AARON PAUL

Cómo la crianza de Aaron Paul lo complicó a la hora de protagonizar "Breaking Bad"

El actor no tenía nada en común con su personaje, el recordado Jesse Pinkman.
sábado, 31 de julio de 2021 · 12:22

La serie “Breaking Bad” cambió la noción de la ficción televisiva actual y supuso un antes y un después en la industria. Por eso no cuesta imaginar que hizo lo mismo en sus protagonistas. Los roles principales eran completamente diferentes a lo que se había visto hasta el momento y logró poner a los actores en la cima de la industria. Pero Aaron Paul, encargado de darle vida a Jesse Pinkman, tuvo que esforzarse para interpretar su papel, ya que no podía encontrar ni una similitud con la vida del personaje.

La serie se estrenó por AMC el 20 de enero de 2008.

El actor de “BoJack Horseman” es hijo de un ministro de la iglesia bautista y tiene tres hermanos mayores. En su casa, la realidad de Jesse era algo que no estaba ni cerca de ninguno de los integrantes. Para poder darle vida al personaje, tuvo que recurrir por completo a la interpretación, pero lo curioso es que su crianza influenció mucho eso.

Desde que era pequeño sabía que quería ser actor y empezó a ahorrar para mudarse a Los Angeles cuando apenas tenía 11 años. En su casa, Aaron siempre fue incentivado a actuar, pero los papeles que interpretaba eran muy diferentes al que lo convirtió en una estrella. De pequeño, actuaba en las obras de la iglesia.
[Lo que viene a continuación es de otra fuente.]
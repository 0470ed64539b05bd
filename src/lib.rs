// ==============================================================================
// lib.rs - SNV Discovery Library
// ==============================================================================
// Description: Library interface for somatic SNV discovery, reconciliation
//              and pileup re-analysis modules
// Author: Matt Barham
// Created: 2025-11-03
// Modified: 2026-10-12
// Version: 1.1.0
// ==============================================================================

pub mod parsers;
pub mod models;
pub mod filter;
pub mod sample_filter;
pub mod union;
pub mod reconcile;
pub mod discovery;
pub mod ingest;
pub mod config;
pub mod validator;
pub mod manifest;
pub mod output;
pub mod processor;
pub mod overlap;
pub mod quality;
pub mod pyclone;
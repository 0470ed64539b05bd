// ==============================================================================
// discovery.rs - SNV Discovery Pipeline (in-memory)
// ==============================================================================
// Description: Runs filtering, union building, false-positive reconciliation
//              and exclusion over already-ingested samples
// Author: Matt Barham
// Created: 2026-09-16
// Modified: 2026-10-09
// Version: 1.1.0
// ==============================================================================

use std::collections::HashSet;
use thiserror::Error;
use tracing::info;

use crate::filter::FilterThresholds;
use crate::models::{FalsePositiveSet, FinalizedSample, SampleVariantSet, Tier, UnionSet};
use crate::reconcile::{finalize_sample, find_false_positives};
use crate::sample_filter::filter_samples;
use crate::union::{build_union, combine_unions};

#[derive(Error, Debug, Clone, PartialEq)]
pub enum DiscoveryError {
    #[error("Sample '{0}' was supplied more than once")]
    DuplicateSample(String),
}

/// Everything the discovery pipeline produces
#[derive(Debug, Clone)]
pub struct DiscoveryOutcome {
    /// Per-sample outputs, in input order
    pub samples: Vec<FinalizedSample>,
    pub union_strict: UnionSet,
    pub union_loose: UnionSet,
    pub false_positives_strict: FalsePositiveSet,
    pub false_positives_loose: FalsePositiveSet,
    /// union_strict minus strict false positives
    pub union_strict_no_fp: UnionSet,
    /// Strict survivors followed by the loose-only survivors
    pub union_combined: UnionSet,
}

/// Run the two-tier discovery pipeline over ingested samples
pub fn discover(
    samples: &[SampleVariantSet],
    strict: &FilterThresholds,
    loose: &FilterThresholds,
) -> Result<DiscoveryOutcome, DiscoveryError> {
    let mut names = HashSet::new();
    for sample in samples {
        if !names.insert(sample.name()) {
            return Err(DiscoveryError::DuplicateSample(sample.name().to_string()));
        }
    }

    let views = filter_samples(samples, strict, loose);

    let union_strict = build_union(&views, Tier::Strict);
    let union_loose = build_union(&views, Tier::Loose);
    info!(
        "Unions built: {} strict, {} loose variants",
        union_strict.len(),
        union_loose.len()
    );

    let false_positives_strict = find_false_positives(samples, &union_strict, strict.minimum_vaf_tumor);
    let false_positives_loose = find_false_positives(samples, &union_loose, loose.minimum_vaf_tumor);
    info!(
        "False positives: {} strict, {} loose",
        false_positives_strict.len(),
        false_positives_loose.len()
    );

    let finalized = samples
        .iter()
        .zip(views.iter())
        .map(|(sample, view)| {
            finalize_sample(sample.name(), view, &false_positives_strict, &false_positives_loose)
        })
        .collect();

    let union_strict_no_fp = union_strict.without(&false_positives_strict);
    let union_loose_no_fp = union_loose.without(&false_positives_loose);
    let union_combined = combine_unions(&union_strict_no_fp, &union_loose_no_fp);

    Ok(DiscoveryOutcome {
        samples: finalized,
        union_strict,
        union_loose,
        false_positives_strict,
        false_positives_loose,
        union_strict_no_fp,
        union_combined,
    })
}
// ==============================================================================
// parsers/maf.rs - Mutation Annotation Format (MAF) parser
// ==============================================================================
// Description: Reads the annotation columns the discovery pipeline needs from
//              vcf2maf/VEP output
// Author: Matt Barham
// Created: 2026-09-14
// Modified: 2026-10-06
// Version: 1.0.0
// ==============================================================================
// Format: tab-delimited with '#' comment lines and a header row. Only the
// named columns below are read; everything else is ignored.
//   Chromosome, Variant_Classification, t_depth, t_alt_count,
//   SYMBOL (VEP) or Hugo_Symbol
// ==============================================================================

use csv::ReaderBuilder;
use serde::Deserialize;
use std::io::BufRead;
use std::path::Path;
use thiserror::Error;

use super::open_text;

/// Errors that can occur during MAF parsing
#[derive(Error, Debug)]
pub enum MafParseError {
    #[error("IO error: {0}")]
    IoError(#[from] std::io::Error),

    #[error("CSV parsing error: {0}")]
    CsvError(#[from] csv::Error),

    #[error("Missing required column: {0}")]
    MissingColumn(String),
}

/// Annotation columns of one MAF row
#[derive(Debug, Clone, PartialEq, Deserialize)]
pub struct MafRow {
    #[serde(rename = "Chromosome", default)]
    pub chromosome: Option<String>,

    #[serde(rename = "Variant_Classification", default)]
    pub variant_classification: Option<String>,

    /// Kept as text so malformed values can be reported with context
    #[serde(rename = "t_depth", default)]
    pub t_depth: Option<String>,

    #[serde(rename = "t_alt_count", default)]
    pub t_alt_count: Option<String>,

    #[serde(rename = "SYMBOL", default)]
    pub symbol: Option<String>,

    #[serde(rename = "Hugo_Symbol", default)]
    pub hugo_symbol: Option<String>,
}

impl MafRow {
    /// VEP SYMBOL when present, otherwise Hugo_Symbol, otherwise empty
    pub fn gene_symbol(&self) -> &str {
        self.symbol
            .as_deref()
            .or(self.hugo_symbol.as_deref())
            .unwrap_or("")
    }
}

#[derive(Debug, Clone, Default)]
pub struct MafParser;

impl MafParser {
    pub fn new() -> Self {
        Self
    }

    /// Parse a `.maf` or `.maf.gz` file
    pub fn parse(&self, path: impl AsRef<Path>) -> Result<Vec<MafRow>, MafParseError> {
        let reader = open_text(path.as_ref())?;
        self.parse_reader(reader)
    }

    pub fn parse_reader(&self, reader: impl BufRead) -> Result<Vec<MafRow>, MafParseError> {
        let mut body = String::new();
        for line in reader.lines() {
            let line = line?;
            if line.starts_with('#') || line.trim().is_empty() {
                continue;
            }
            body.push_str(&line);
            body.push('\n');
        }

        let mut csv_reader = ReaderBuilder::new()
            .delimiter(b'\t')
            .has_headers(true)
            .quoting(false)
            .flexible(true)
            .from_reader(body.as_bytes());

        let headers = csv_reader.headers()?.clone();
        for required in ["Variant_Classification", "t_depth", "t_alt_count"] {
            if !headers.iter().any(|h| h == required) {
                return Err(MafParseError::MissingColumn(required.to_string()));
            }
        }

        let mut rows = Vec::new();
        for result in csv_reader.deserialize() {
            let row: MafRow = result?;
            rows.push(row);
        }

        Ok(rows)
    }
}
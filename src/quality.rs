// ==============================================================================
// quality.rs - Alt-read quality analysis
// ==============================================================================
// Description: Collects base and mapping qualities of alt-supporting reads,
//              builds phred histograms and derives per-variant thresholds
// Author: Matt Barham
// Created: 2026-09-24
// Modified: 2026-10-18
// Version: 1.0.0
// ==============================================================================
// Threshold per union variant over the alt scores of every sample:
//   no alt reads        -> 60
//   max score >= 30     -> 5
//   otherwise           -> 20
// ==============================================================================

use anyhow::{Context, Result};
use csv::WriterBuilder;
use rayon::prelude::*;
use std::collections::{BTreeMap, HashMap};
use std::path::{Path, PathBuf};
use tracing::info;

use crate::models::{split_variant_id, UnionEntry};
use crate::parsers::pileup::{alt_base_indices, phred_score, PileupParseError, PileupRecord};
use crate::parsers::{read_union_file, sample_name_from_path, PileupParser};

pub const THRESHOLD_NO_ALT_READS: u8 = 60;
pub const THRESHOLD_HIGH_QUALITY: u8 = 5;
pub const THRESHOLD_LOW_QUALITY: u8 = 20;
const HIGH_QUALITY_SCORE: u8 = 30;

pub const ALL_SAMPLES_NAME: &str = "across_all_samples";

/// Phred score -> number of alt reads
pub type Histogram = BTreeMap<u8, usize>;

/// Phred scores of the alt reads covering one variant
#[derive(Debug, Clone, Default, PartialEq)]
pub struct AltScores {
    pub base: Vec<u8>,
    pub mapping: Vec<u8>,
}

/// One sample's alt scores, one entry per union variant in union order
#[derive(Debug, Clone, PartialEq)]
pub struct SampleQualities {
    pub name: String,
    pub variants: Vec<AltScores>,
}

impl SampleQualities {
    pub fn base_histogram(&self) -> Histogram {
        histogram(self.variants.iter().flat_map(|v| v.base.iter().copied()))
    }

    pub fn mapping_histogram(&self) -> Histogram {
        histogram(self.variants.iter().flat_map(|v| v.mapping.iter().copied()))
    }
}

fn histogram(scores: impl Iterator<Item = u8>) -> Histogram {
    let mut counts = Histogram::new();
    for score in scores {
        *counts.entry(score).or_insert(0) += 1;
    }
    counts
}

/// Sum histograms over all samples
pub fn combine_histograms<'a>(histograms: impl IntoIterator<Item = &'a Histogram>) -> Histogram {
    let mut combined = Histogram::new();
    for h in histograms {
        for (score, count) in h {
            *combined.entry(*score).or_insert(0) += count;
        }
    }
    combined
}

/// Alt scores for one pileup row
pub fn alt_scores(record: &PileupRecord, alt: &str) -> Result<AltScores, PileupParseError> {
    let indices = alt_base_indices(&record.read_bases(), alt);
    Ok(AltScores {
        base: select_scores(record, &record.base_qualities, &indices)?,
        mapping: select_scores(record, &record.mapping_qualities, &indices)?,
    })
}

fn select_scores(record: &PileupRecord, qualities: &str, indices: &[usize]) -> Result<Vec<u8>, PileupParseError> {
    let chars: Vec<char> = qualities.chars().collect();
    indices
        .iter()
        .map(|&i| {
            let quality = chars.get(i).ok_or_else(|| PileupParseError::QualityLengthMismatch {
                position: record.locus(),
                bases: i + 1,
                qualities: chars.len(),
            })?;
            phred_score(*quality)
        })
        .collect()
}

/// Join pileup rows to union variants by CHROM:POS and collect alt scores
pub fn sample_qualities(
    name: &str,
    union: &[UnionEntry],
    pileup: &[PileupRecord],
) -> Result<SampleQualities, PileupParseError> {
    let mut by_locus: HashMap<(&str, u64), &PileupRecord> = HashMap::new();
    for record in pileup {
        by_locus
            .entry((record.chromosome.as_str(), record.position))
            .or_insert(record);
    }

    let mut variants = Vec::with_capacity(union.len());
    for entry in union {
        let scores = match split_variant_id(&entry.variant_id) {
            Some((chrom, pos, _, alt)) => match by_locus.get(&(chrom, pos)) {
                Some(record) => alt_scores(record, alt)?,
                None => AltScores::default(),
            },
            None => AltScores::default(),
        };
        variants.push(scores);
    }

    Ok(SampleQualities {
        name: name.to_string(),
        variants,
    })
}

/// Threshold for one variant given every sample's alt scores
pub fn quality_threshold(scores: &[u8]) -> u8 {
    match scores.iter().max() {
        None => THRESHOLD_NO_ALT_READS,
        Some(&max) if max >= HIGH_QUALITY_SCORE => THRESHOLD_HIGH_QUALITY,
        Some(_) => THRESHOLD_LOW_QUALITY,
    }
}

/// Per-variant (baseQ, mapQ) thresholds pooled over all samples
pub fn variant_thresholds(samples: &[SampleQualities], variant_count: usize) -> Vec<(u8, u8)> {
    (0..variant_count)
        .map(|i| {
            let base: Vec<u8> = samples
                .iter()
                .filter_map(|s| s.variants.get(i))
                .flat_map(|v| v.base.iter().copied())
                .collect();
            let mapping: Vec<u8> = samples
                .iter()
                .filter_map(|s| s.variants.get(i))
                .flat_map(|v| v.mapping.iter().copied())
                .collect();
            (quality_threshold(&base), quality_threshold(&mapping))
        })
        .collect()
}

/// Summary of a quality run
#[derive(Debug, Clone)]
pub struct QualityRun {
    pub samples: Vec<SampleQualities>,
    pub thresholds: Vec<(u8, u8)>,
    pub written: Vec<PathBuf>,
}

/// Driver: read inputs, collect scores and write every quality output
pub fn run_quality(union_path: &Path, pileups: &[PathBuf], output_dir: &Path) -> Result<QualityRun> {
    let union = read_union_file(union_path)
        .with_context(|| format!("Failed to read union file {}", union_path.display()))?;

    let samples = pileups
        .par_iter()
        .map(|path| {
            let name = sample_name_from_path(path);
            let records = PileupParser::new()
                .parse(path)
                .with_context(|| format!("Failed to read pileup {}", path.display()))?;
            let qualities = sample_qualities(&name, &union, &records)
                .with_context(|| format!("Sample '{}': bad quality string", name))?;
            Ok(qualities)
        })
        .collect::<Result<Vec<_>>>()?;

    std::fs::create_dir_all(output_dir)
        .with_context(|| format!("Failed to create output directory {}", output_dir.display()))?;

    let mut written = Vec::new();
    let mut base_histograms = Vec::with_capacity(samples.len());
    let mut mapping_histograms = Vec::with_capacity(samples.len());

    for sample in &samples {
        let base = sample.base_histogram();
        let mapping = sample.mapping_histogram();
        written.push(write_histogram(output_dir, &format!("{}_baseQ_freq.tsv", sample.name), &base)?);
        written.push(write_histogram(output_dir, &format!("{}_mapQ_freq.tsv", sample.name), &mapping)?);
        base_histograms.push(base);
        mapping_histograms.push(mapping);
    }

    written.push(write_histogram(
        output_dir,
        &format!("{}_baseQ_freq.tsv", ALL_SAMPLES_NAME),
        &combine_histograms(&base_histograms),
    )?);
    written.push(write_histogram(
        output_dir,
        &format!("{}_mapQ_freq.tsv", ALL_SAMPLES_NAME),
        &combine_histograms(&mapping_histograms),
    )?);

    let thresholds = variant_thresholds(&samples, union.len());
    written.push(write_thresholds(output_dir, "baseQ_values.tsv", thresholds.iter().map(|t| t.0))?);
    written.push(write_thresholds(output_dir, "mapQ_values.tsv", thresholds.iter().map(|t| t.1))?);

    info!(
        "Quality thresholds written for {} variants over {} samples",
        union.len(),
        samples.len()
    );

    Ok(QualityRun {
        samples,
        thresholds,
        written,
    })
}

/// Score/count table with a header row
pub fn write_histogram(output_dir: &Path, file_name: &str, histogram: &Histogram) -> Result<PathBuf> {
    let path = output_dir.join(file_name);
    let mut writer = WriterBuilder::new()
        .delimiter(b'\t')
        .from_path(&path)
        .with_context(|| format!("Failed to create {}", path.display()))?;

    writer.write_record(["score", "count"])?;
    for (score, count) in histogram {
        writer.write_record([score.to_string(), count.to_string()])?;
    }
    writer.flush()?;

    Ok(path)
}

/// One threshold per line, union order, no header
pub fn write_thresholds(output_dir: &Path, file_name: &str, thresholds: impl Iterator<Item = u8>) -> Result<PathBuf> {
    let path = output_dir.join(file_name);
    let mut writer = WriterBuilder::new()
        .delimiter(b'\t')
        .has_headers(false)
        .from_path(&path)
        .with_context(|| format!("Failed to create {}", path.display()))?;

    for threshold in thresholds {
        writer.write_record([threshold.to_string()])?;
    }
    writer.flush()?;

    Ok(path)
}

#[cfg(test)]
mod tests {
    use super::*;
    use tempfile::tempdir;

    fn record(chrom: &str, pos: u64, bases: &str, base_q: &str, map_q: &str) -> PileupRecord {
        PileupRecord {
            chromosome: chrom.to_string(),
            position: pos,
            reference_base: "A".to_string(),
            depth: base_q.len() as u32,
            bases: bases.to_string(),
            base_qualities: base_q.to_string(),
            mapping_qualities: map_q.to_string(),
        }
    }

    fn union() -> Vec<UnionEntry> {
        vec![
            UnionEntry { variant_id: "1:100:A:G".to_string(), gene_symbol: "G1".to_string() },
            UnionEntry { variant_id: "2:200:C:T".to_string(), gene_symbol: "G2".to_string() },
        ]
    }

    #[test]
    fn test_alt_scores_follow_read_indices() {
        // Read bases: ".G,g" -> alt reads at 1 and 3
        let rec = record("1", 100, "^].G$,+1Ag", "!5+I", "]]!]");
        let scores = alt_scores(&rec, "G").unwrap();
        assert_eq!(scores.base, vec![20, 40]);
        assert_eq!(scores.mapping, vec![60, 60]);
    }

    #[test]
    fn test_deletion_placeholder_keeps_quality_alignment() {
        // Reads: ref, deletion, alt; the alt read owns the third quality char
        let rec = record("1", 100, ".*G", "!+I", "!!]");
        let scores = alt_scores(&rec, "G").unwrap();
        assert_eq!(scores.base, vec![40]);
        assert_eq!(scores.mapping, vec![60]);
    }

    #[test]
    fn test_short_quality_string_is_error() {
        let rec = record("1", 100, "..G", "II", "]]]");
        assert!(matches!(
            alt_scores(&rec, "G"),
            Err(PileupParseError::QualityLengthMismatch { qualities: 2, .. })
        ));
    }

    #[test]
    fn test_quality_threshold_rules() {
        assert_eq!(quality_threshold(&[]), 60);
        assert_eq!(quality_threshold(&[12, 30]), 5);
        assert_eq!(quality_threshold(&[12, 29]), 20);
    }

    #[test]
    fn test_histograms_sum_every_sample() {
        let pileup_a = vec![record("1", 100, ".G", "II", "]]")];
        let pileup_b = vec![record("1", 100, "GG", "I5", "]]"), record("2", 200, "t", "5", "!")];
        let pileup_c = vec![record("2", 200, "T", "I", "]")];

        let samples = vec![
            sample_qualities("a", &union(), &pileup_a).unwrap(),
            sample_qualities("b", &union(), &pileup_b).unwrap(),
            sample_qualities("c", &union(), &pileup_c).unwrap(),
        ];

        let base: Vec<Histogram> = samples.iter().map(|s| s.base_histogram()).collect();
        let combined = combine_histograms(&base);
        assert_eq!(combined.get(&40), Some(&3));
        assert_eq!(combined.get(&20), Some(&2));
        assert_eq!(combined.values().sum::<usize>(), 5);

        let thresholds = variant_thresholds(&samples, 2);
        assert_eq!(thresholds[0], (5, 5));
        // Variant 2: base scores 20 and 40, mapping scores 0 and 60
        assert_eq!(thresholds[1], (5, 5));
    }

    #[test]
    fn test_variant_without_alt_reads() {
        let samples = vec![sample_qualities("a", &union(), &[record("1", 100, "..", "II", "]]")]).unwrap()];
        let thresholds = variant_thresholds(&samples, 2);
        assert_eq!(thresholds, vec![(60, 60), (60, 60)]);
    }

    #[test]
    fn test_run_quality_writes_outputs() {
        let dir = tempdir().unwrap();
        let union_path = dir.path().join("union.tsv");
        std::fs::write(&union_path, "1:100:A:G\n2:200:C:T\n").unwrap();

        let tumor = dir.path().join("tumor.txt");
        std::fs::write(&tumor, "1\t100\tA\t3\t.Gg\tI+5\t]]5\n").unwrap();

        let out = dir.path().join("q_scores");
        let run = run_quality(&union_path, &[tumor], &out).unwrap();
        assert_eq!(run.written.len(), 6);

        let base_values = std::fs::read_to_string(out.join("baseQ_values.tsv")).unwrap();
        assert_eq!(base_values, "20\n60\n");
        let map_values = std::fs::read_to_string(out.join("mapQ_values.tsv")).unwrap();
        assert_eq!(map_values, "5\n60\n");

        let freq = std::fs::read_to_string(out.join("tumor_baseQ_freq.tsv")).unwrap();
        assert_eq!(freq, "score\tcount\n10\t1\n20\t1\n");
        assert!(out.join("across_all_samples_mapQ_freq.tsv").exists());
    }
}
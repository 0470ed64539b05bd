// ==============================================================================
// main.rs - SNV Discovery Entry Point
// ==============================================================================
// Description: Command line entry point for discovery, pileup overlap,
//              quality-threshold and PyClone input subcommands
// Author: Matt Barham
// Created: 2025-10-31
// Modified: 2026-10-12
// Version: 1.1.0
// ==============================================================================

use anyhow::{Context, Result};
use clap::{Parser, Subcommand};
use std::path::PathBuf;
use tracing::{info, warn};
use tracing_subscriber::{layer::SubscriberExt, util::SubscriberInitExt};

use snv_discovery::overlap::{run_overlap, DEFAULT_MIN_ALT};
use snv_discovery::processor::DiscoveryProcessor;
use snv_discovery::pyclone::run_pyclone;
use snv_discovery::quality::run_quality;

#[derive(Parser, Debug)]
#[command(author, version, about, long_about = None)]
struct Args {
    /// Worker threads for per-sample parallel work (default: all cores)
    #[arg(long, env = "SNV_DISCOVERY_THREADS", global = true)]
    threads: Option<usize>,

    #[command(subcommand)]
    command: Command,
}

#[derive(Subcommand, Debug)]
enum Command {
    /// Strict/loose SNV discovery with cross-sample false-positive removal
    Discover {
        /// YAML configuration file
        config: PathBuf,
    },

    /// Re-count union variants in mpileups and report cross-sample overlap
    Overlap {
        /// Union variants (SNV[\tSYMBOL], no header)
        union: PathBuf,

        /// mpileup of the comparison sample
        reference_pileup: PathBuf,

        /// mpileups of the other samples (name the matched normal normal.txt)
        #[arg(required = true)]
        pileups: Vec<PathBuf>,

        /// Minimum alt reads for a sample to count as supporting a variant
        #[arg(long, default_value_t = DEFAULT_MIN_ALT)]
        min_alt: u32,

        /// Output directory (default: rapports_<min_alt>)
        #[arg(short, long)]
        output_dir: Option<PathBuf>,
    },

    /// Alt-read base/mapping quality histograms and per-variant thresholds
    Quality {
        /// Union variants (SNV[\tSYMBOL], no header)
        union: PathBuf,

        /// mpileups to analyse
        #[arg(required = true)]
        pileups: Vec<PathBuf>,

        #[arg(short, long, default_value = "q_scores")]
        output_dir: PathBuf,
    },

    /// Build a PyClone mutation table for one sample
    Pyclone {
        sample_name: String,

        /// Union variants with gene symbols
        union_symbols: PathBuf,

        /// <sample>_samtools_result.tsv from the overlap subcommand
        samtools_snv: PathBuf,

        /// TitanCNA segs.txt
        titan_segs: PathBuf,

        #[arg(short, long, default_value = ".")]
        output_dir: PathBuf,
    },
}

fn main() -> Result<()> {
    // Initialize tracing
    tracing_subscriber::registry()
        .with(
            tracing_subscriber::EnvFilter::try_from_default_env()
                .unwrap_or_else(|_| "snv_discovery=info".into()),
        )
        .with(tracing_subscriber::fmt::layer())
        .init();

    let args = Args::parse();

    if let Some(threads) = args.threads {
        if let Err(e) = rayon::ThreadPoolBuilder::new().num_threads(threads).build_global() {
            warn!("Could not configure {} worker threads: {}", threads, e);
        }
    }

    match args.command {
        Command::Discover { config } => {
            info!("SNV discovery starting with {:?}", config);
            let processor = DiscoveryProcessor::from_config_file(&config)?;
            let report = processor.process()?;
            info!(
                "Discovery complete: {} strict and {} combined union variants, results in {:?}",
                report.outcome.union_strict_no_fp.len(),
                report.outcome.union_combined.len(),
                report.results_dir
            );
        }

        Command::Overlap {
            union,
            reference_pileup,
            pileups,
            min_alt,
            output_dir,
        } => {
            let output_dir = output_dir.unwrap_or_else(|| PathBuf::from(format!("rapports_{}", min_alt)));
            let run = run_overlap(&union, &reference_pileup, &pileups, min_alt, &output_dir)
                .context("Overlap report failed")?;
            info!(
                "Overlap report complete: {} files written to {:?}",
                run.written.len(),
                output_dir
            );
        }

        Command::Quality {
            union,
            pileups,
            output_dir,
        } => {
            let run = run_quality(&union, &pileups, &output_dir).context("Quality analysis failed")?;
            info!(
                "Quality analysis complete: {} files written to {:?}",
                run.written.len(),
                output_dir
            );
        }

        Command::Pyclone {
            sample_name,
            union_symbols,
            samtools_snv,
            titan_segs,
            output_dir,
        } => {
            let path = run_pyclone(&sample_name, &union_symbols, &samtools_snv, &titan_segs, &output_dir)
                .context("PyClone input build failed")?;
            info!("PyClone input written to {:?}", path);
        }
    }

    Ok(())
}
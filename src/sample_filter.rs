// ==============================================================================
// sample_filter.rs - Per-Sample Two-Tier Filtering
// ==============================================================================
// Description: Builds the strict and loose filtered views for one sample
// Author: Matt Barham
// Created: 2026-09-15
// Modified: 2026-10-02
// Version: 1.1.0
// ==============================================================================
// Pipeline (per sample):
//   1. FILTER == PASS
//   2. classification present and exonic
//   3. strict: every genotype channel passes strict thresholds
//   4. loose: PASS+exonic minus strict ids, every channel passes loose thresholds
// ==============================================================================

use rayon::prelude::*;
use std::collections::HashSet;
use tracing::debug;

use crate::filter::{is_exonic, passes_snv_filter, FilterThresholds};
use crate::models::{FilterStatus, FilteredCall, FilteredViews, SampleVariantSet, VariantCall};

/// PASS calls with a present, exonic classification
pub fn passed_exonic(sample: &SampleVariantSet) -> Vec<&VariantCall> {
    sample
        .calls()
        .iter()
        .filter(|call| call.filter_status == FilterStatus::Pass)
        .filter(|call| {
            call.variant_classification
                .as_deref()
                .map(is_exonic)
                .unwrap_or(false)
        })
        .collect()
}

fn passes_all_channels(call: &VariantCall, thresholds: &FilterThresholds) -> bool {
    call.channels
        .iter()
        .all(|channel| passes_snv_filter(channel, thresholds))
}

/// Strict then loose-excluding-strict filtering for one sample
pub fn filter_sample(
    sample: &SampleVariantSet,
    strict: &FilterThresholds,
    loose: &FilterThresholds,
) -> FilteredViews {
    let candidates = passed_exonic(sample);

    let strict_calls: Vec<FilteredCall> = candidates
        .iter()
        .filter(|call| passes_all_channels(call, strict))
        .map(|call| FilteredCall::from(*call))
        .collect();

    let strict_ids: HashSet<&str> = strict_calls
        .iter()
        .map(|c| c.variant_id.as_str())
        .collect();

    let loose_calls: Vec<FilteredCall> = candidates
        .iter()
        .filter(|call| !strict_ids.contains(call.variant_id.as_str()))
        .filter(|call| passes_all_channels(call, loose))
        .map(|call| FilteredCall::from(*call))
        .collect();

    debug!(
        "Sample {}: {} calls, {} PASS+exonic, {} strict, {} loose",
        sample.name(),
        sample.len(),
        candidates.len(),
        strict_calls.len(),
        loose_calls.len()
    );

    FilteredViews {
        strict: strict_calls,
        loose: loose_calls,
    }
}

/// Filter every sample independently; output order follows input order
pub fn filter_samples(
    samples: &[SampleVariantSet],
    strict: &FilterThresholds,
    loose: &FilterThresholds,
) -> Vec<FilteredViews> {
    samples
        .par_iter()
        .map(|sample| filter_sample(sample, strict, loose))
        .collect()
}
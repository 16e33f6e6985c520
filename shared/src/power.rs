//! PowerController: `TurnOn` / `TurnOff`.

use serde_json::json;

use crate::alexa::{Directive, ResponseEnvelope};
use crate::error::{ErrorType, HandlerError};
use crate::gooee::VendorCommand;
use crate::respond;
use crate::router::Skill;

pub(crate) async fn handle(
    skill: &Skill,
    directive: &Directive,
    on: bool,
) -> Result<ResponseEnvelope, HandlerError> {
    let endpoint = directive.endpoint.as_ref().ok_or_else(|| {
        HandlerError::new(ErrorType::InvalidDirective, "power directive missing endpoint")
    })?;

    let state = skill
        .set_property(&endpoint.endpoint_id, VendorCommand::OnOff(on))
        .await?;

    let power_state = if state.onoff { "ON" } else { "OFF" };
    Ok(respond::success(
        directive,
        vec![respond::property(
            "Alexa.PowerController",
            "powerState",
            json!(power_state),
        )],
    ))
}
Durante los años que estuvo al aire, "Breaking Bad" fue nominada a 230 premios y se llevó 87.

Sin embargo, para Aaron Paul no siempre fue fácil y si bien admite haber tenido una gran infancia, también reconoce que fue muy intenso y que las exigencias de su padre a veces lo superaban, aunque a fin de cuentas, lo ayudó a memorizar guiones. “Mi padre me hacía citar las escrituras. Todavía recuerdo muchas de ellas”, le reveló el actor a The Guardian. Puede que Jesse Pinkman no citara la biblia, pero de seguro la práctica le ayudó a ser un profesional en su trabajo. 

 

El rol más importante de su vida

“Breaking Bad” terminó hace casi una década, pero eso no le resta importancia a la serie. Es una de las pocas ficciones que supo mantener su calidad a lo largo de sus temporadas y por eso se ganó un gran lugar en el recuerdo y el corazón de los fanáticos. Pero ellos no son los únicos, porque para Aaron, nada jamás podrá superar esa experiencia.

Cuando se refirió a la conclusión de la serie emitida en 2013, Paul solo tenía una manera de definirla. “Fue casi perfecto. Bryan (Cranston) y yo lo leímos juntos en su casa en New Mexico. Cuando él leyó la dirección de escena ‘final de la serie’ nos sentamos ahí, en silencio, como por 30 segundos”, confesó.

El último episodio, "Felina", se emitió el 30 de septiembre de 2013.

Además, habló acerca de lo que supone para él el personaje y cómo siempre se llevará una parte de este, sin importar qué clase de proyecto haga en el futuro. “Para mucha gente siempre seré Jesse, me verán así, yo tomo eso como un cumplido. El show fue un antes y un después”, sentenció.